Un detenuto italiano di 31 anni, originario della provincia di Perugia, si è tolto la vita nel pomeriggio di lunedì all’interno del carcere di Perugia-Capanne. A renderlo noto è il Sindacato autonomo polizia penitenziaria Sappe che, oltre ad esprimere cordoglio per la morte del giovane, punta il dito contro quelle che definisce «gravi criticità organizzative e gestionali dell’istituto penitenziario perugino».
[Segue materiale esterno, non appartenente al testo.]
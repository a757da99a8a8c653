//! SQLite adapters for the motorpool ports.
pub mod database;
pub mod repositories;
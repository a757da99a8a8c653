use chrono::{DateTime, Datelike, SecondsFormat, Utc};
use motorpool_domain::registration_window::{validate_storable_date, MIN_STORABLE_YEAR};
use motorpool_domain::DomainError;

const FIRST_STORABLE: &str = "0000-01-01T00:00:00.000Z";
const LAST_STORABLE: &str = "9999-12-31T23:59:59.999Z";

fn render(date: DateTime<Utc>) -> String {
    date.to_rfc3339_opts(SecondsFormat::Millis, true)
}

/// Fixed-width UTC text, e.g. `2024-06-15T00:00:00.000Z`. Lexicographic order
/// equals chronological order, so years outside 0000..=9999 are refused.
pub fn to_db(date: DateTime<Utc>) -> Result<String, DomainError> {
    validate_storable_date(date).map_err(DomainError::InvalidTimestamp)?;
    Ok(render(date))
}

/// Query bound text. Bounds outside the storable range are clamped, which
/// keeps comparisons against stored values correct.
pub fn bound_to_db(date: DateTime<Utc>) -> String {
    match to_db(date) {
        Ok(text) => text,
        Err(_) if date.year() < MIN_STORABLE_YEAR => FIRST_STORABLE.to_string(),
        Err(_) => LAST_STORABLE.to_string(),
    }
}

pub fn from_db(value: &str) -> Result<DateTime<Utc>, DomainError> {
    DateTime::parse_from_rfc3339(value)
        .map(|d| d.with_timezone(&Utc))
        .map_err(|e| DomainError::InvalidTimestamp(format!("'{}': {}", value, e)))
}
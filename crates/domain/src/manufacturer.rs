use serde::Serialize;
use std::sync::Arc;

/// Vehicle manufacturer, identified by its SIRET business number.
#[derive(Debug, Clone, PartialEq, Serialize)]
pub struct Manufacturer {
    pub id: Option<i64>,
    pub name: Arc<str>,
    pub siret: i64,
    pub phone: Arc<str>,
}

impl Manufacturer {
    pub fn new(name: &str, siret: i64, phone: &str) -> Self {
        Self {
            id: None,
            name: Arc::from(name),
            siret,
            phone: Arc::from(phone),
        }
    }
}
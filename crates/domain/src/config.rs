pub mod database;
pub mod errors;
pub mod logging;
pub mod maintenance;
pub mod root;

pub use database::DatabaseConfig;
pub use errors::ConfigError;
pub use logging::{LogFormat, LoggingConfig};
pub use maintenance::MaintenanceConfig;
pub use root::{CliOverrides, Config};
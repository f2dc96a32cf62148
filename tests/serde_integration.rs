//! Integration tests for the `serde` feature
#![cfg(feature = "serde")]

use flagged::immutable::{Immutable, SharedImmutable};
use flagged::refined::{
    BoundedInclusive, EqualSized, NonEmpty, NonEmptyString, Port, Refined, UniqueSortedVec,
};
use serde::{Deserialize, Serialize};

#[derive(Debug, PartialEq, Serialize, Deserialize)]
struct Listener {
    name: NonEmptyString,
    port: Port,
    weight: Refined<u8, BoundedInclusive<1, 10>>,
    allowed: UniqueSortedVec<u32>,
}

#[test]
fn deserializes_and_normalizes_a_valid_document() {
    let json = r#"{"name":"edge","port":8443,"weight":3,"allowed":[30,10,30,20]}"#;
    let listener: Listener = serde_json::from_str(json).unwrap();

    assert_eq!(listener.name.get(), "edge");
    assert_eq!(*listener.port.get(), 8443);
    assert_eq!(listener.allowed.get(), &[10, 20, 30]);
}

#[test]
fn serializes_the_inner_values() {
    let listener = Listener {
        name: NonEmptyString::new("edge".to_string()).unwrap(),
        port: Port::new(80).unwrap(),
        weight: Refined::new(1).unwrap(),
        allowed: UniqueSortedVec::arrange(vec![2, 1]),
    };

    let json = serde_json::to_string(&listener).unwrap();
    assert_eq!(json, r#"{"name":"edge","port":80,"weight":1,"allowed":[1,2]}"#);

    let back: Listener = serde_json::from_str(&json).unwrap();
    assert_eq!(back, listener);
}

#[test]
fn rejects_each_invalid_field() {
    let cases = [
        (r#"{"name":"","port":80,"weight":1,"allowed":[]}"#, "non-empty"),
        (r#"{"name":"a","port":0,"weight":1,"allowed":[]}"#, "below the lower bound"),
        (r#"{"name":"a","port":80,"weight":11,"allowed":[]}"#, "above the upper bound"),
    ];

    for (json, expected) in cases {
        let err = serde_json::from_str::<Listener>(json).unwrap_err().to_string();
        assert!(err.contains(expected), "{err} should mention {expected}");
    }
}

#[test]
fn tuples_are_checked_as_a_whole() {
    type Columns = Refined<(Vec<i32>, Vec<String>), EqualSized>;

    let ok: Columns = serde_json::from_str(r#"[[1,2],["a","b"]]"#).unwrap();
    assert_eq!(ok.common_len(), 2);

    let err = serde_json::from_str::<Columns>(r#"[[1,2,3],["a","b"]]"#).unwrap_err();
    assert!(err.to_string().contains("equal-sized containers"));
}

#[test]
fn immutable_wrappers_are_transparent() {
    let im: Immutable<Refined<Vec<u8>, NonEmpty>> = serde_json::from_str("[1,2]").unwrap();
    assert_eq!(im.get().get(), &[1, 2]);
    assert_eq!(serde_json::to_string(&im).unwrap(), "[1,2]");

    let shared: SharedImmutable<String> = serde_json::from_str(r#""cfg""#).unwrap();
    assert_eq!(shared.get(), "cfg");
    assert_eq!(serde_json::to_string(&shared).unwrap(), r#""cfg""#);

    assert!(serde_json::from_str::<Immutable<Refined<Vec<u8>, NonEmpty>>>("[]").is_err());
}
Secondo quanto riferito dal sindacato, il detenuto, appellante e ristretto in una sezione aperta, aveva effettuato nel corso della stessa mattinata una videochiamata con la madre. Successivamente sarebbe rientrato in reparto e, approfittando dell’assenza del compagno di cella, uscito per l’ora d’aria, si sarebbe tolto la vita impiccandosi. L’allarme è scattato soltanto nel primo pomeriggio, al rientro del compagno. Inutili i tentativi di rianimazione da parte del personale sanitario.
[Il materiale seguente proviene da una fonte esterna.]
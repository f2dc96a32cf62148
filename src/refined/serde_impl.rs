//! Serde support for refined types (feature-gated)
//!
//! This module provides `Serialize` and `Deserialize` implementations
//! for [`Refined<T, P>`] when the `serde` feature is enabled.
//! Deserialization goes through [`Refined::new`], so a payload is
//! normalized and checked exactly as a value built in code would be.
//!
//! # Example
//!
//! ```rust,ignore
//! use serde::Deserialize;
//! use flagged::refined::{EqualSized, FixedSized, Refined, UniqueAndSorted};
//!
//! #[derive(Deserialize)]
//! struct Palette {
//!     base: Refined<Vec<u8>, FixedSized<3>>,
//!     stops: Refined<Vec<u16>, UniqueAndSorted>,
//!     names: Refined<(Vec<String>, Vec<u32>), EqualSized>,
//! }
//!
//! let json = r#"{"base":[0,0,0],"stops":[40,10,40],"names":[["a"],[7]]}"#;
//! let palette: Palette = serde_json::from_str(json).unwrap();
//! assert_eq!(palette.stops.get(), &[10, 40]);
//!
//! let short = r#"{"base":[0,0],"stops":[],"names":[[],[]]}"#;
//! assert!(serde_json::from_str::<Palette>(short).is_err());
//! ```

use std::fmt;

use serde::de::{self, Deserialize, Deserializer};
use serde::ser::{Serialize, Serializer};

use super::{Predicate, Refined};

// Written as the bare inner value; the predicate leaves no trace on the wire.
impl<T: Serialize, P: Predicate<T>> Serialize for Refined<T, P> {
    fn serialize<S: Serializer>(&self, serializer: S) -> Result<S::Ok, S::Error> {
        T::serialize(self.get(), serializer)
    }
}

impl<'de, T, P> Deserialize<'de> for Refined<T, P>
where
    T: Deserialize<'de>,
    P: Predicate<T>,
    P::Error: fmt::Display,
{
    fn deserialize<D: Deserializer<'de>>(deserializer: D) -> Result<Self, D::Error> {
        T::deserialize(deserializer).and_then(|raw| Refined::new(raw).map_err(de::Error::custom))
    }
}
Il Sappe – attraverso il proprio segretario nazionale per l’Umbria Fabrizio Bonino – sostiene che al momento dei fatti fosse presente «un solo agente della polizia Penitenziaria» incaricato di vigilare su due sezioni aperte. Una situazione che, secondo Bonino, renderebbe estremamente difficile qualsiasi attività di controllo e prevenzione. «I colleghi vengono lasciati soli, in balia dei detenuti, senza alcuna rete di supporto», afferma il sindacalista. Nel comunicato vengono inoltre riportate le lamentele di diversi detenuti che avrebbero richiesto senza successo colloqui con direttore, comandante, educatori, psichiatri e psicologi. Per il Sappe si tratterebbe di una situazione di forte disagio che da tempo attende risposte.
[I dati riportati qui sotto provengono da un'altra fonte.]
//! Equal-size predicate over tuples of containers
//!
//! # Example
//!
//! ```rust
//! use flagged::refined::{Refined, EqualSized};
//!
//! let columns = (vec![1, 2, 3], vec!["a", "b", "c"], vec![0.1, 0.2, 0.3]);
//! let table = Refined::<_, EqualSized>::new(columns).unwrap();
//! assert_eq!(table.common_len(), 3);
//!
//! let ragged = (vec![1, 2, 3, 4], vec!["a", "b", "c"], vec![0.1, 0.2, 0.3]);
//! assert!(Refined::<_, EqualSized>::new(ragged).is_err());
//! ```

use super::super::error::{RefinementError, Violation};
use super::super::{Predicate, Refined};
use super::collection::ElementCount;

/// A tuple whose members are all countable containers.
///
/// Implemented for tuples of one to eight [`ElementCount`] members.
pub trait ContainerTuple {
    /// Element count of each member, in tuple order.
    fn element_counts(&self) -> Vec<usize>;
}

macro_rules! impl_container_tuple {
    ($(($($name:ident $idx:tt),+))+) => {
        $(
            impl<$($name: ElementCount),+> ContainerTuple for ($($name,)+) {
                fn element_counts(&self) -> Vec<usize> {
                    vec![$(self.$idx.element_count()),+]
                }
            }
        )+
    };
}

impl_container_tuple! {
    (A 0)
    (A 0, B 1)
    (A 0, B 1, C 2)
    (A 0, B 1, C 2, D 3)
    (A 0, B 1, C 2, D 3, E 4)
    (A 0, B 1, C 2, D 3, E 4, F 5)
    (A 0, B 1, C 2, D 3, E 4, F 5, G 6)
    (A 0, B 1, C 2, D 3, E 4, F 5, G 6, H 7)
}

/// All containers in the tuple must hold the same number of elements
#[derive(Debug, Clone, Copy)]
pub struct EqualSized;

impl<Tup: ContainerTuple> Predicate<Tup> for EqualSized {
    type Error = RefinementError;

    fn check(value: &Tup) -> Result<(), Self::Error> {
        let counts = value.element_counts();
        let Some((&first, rest)) = counts.split_first() else {
            return Ok(());
        };

        match rest.iter().position(|&len| len != first) {
            None => Ok(()),
            Some(offset) => Err(RefinementError::new(
                "equal-sized containers",
                Violation::UnequalSizes {
                    first,
                    position: offset + 1,
                    len: rest[offset],
                },
            )),
        }
    }

    fn description() -> &'static str {
        "equal-sized containers"
    }
}

impl<Tup: ContainerTuple> Refined<Tup, EqualSized> {
    /// The element count every container shares.
    pub fn common_len(&self) -> usize {
        self.get().element_counts().first().copied().unwrap_or(0)
    }
}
Il sindacato esprime invece apprezzamento per l’intervento del Garante dei detenuti, Giuseppe Caforio, giunto nell’istituto dopo il suicidio per incontrare i reclusi. Bonino parla di «piena stima e fiducia» nei confronti del Garante, sostenendo però che quest’ultimo non riceverebbe «la necessaria collaborazione né dal direttore né dal comandante». Alla luce dell’accaduto, il Sappe chiede al Dipartimento dell’amministrazione penitenziaria e al Provveditorato regionale verifiche sulle condizioni dell’istituto, un rafforzamento degli organici e l’adozione di misure urgenti per garantire l’assistenza ai detenuti.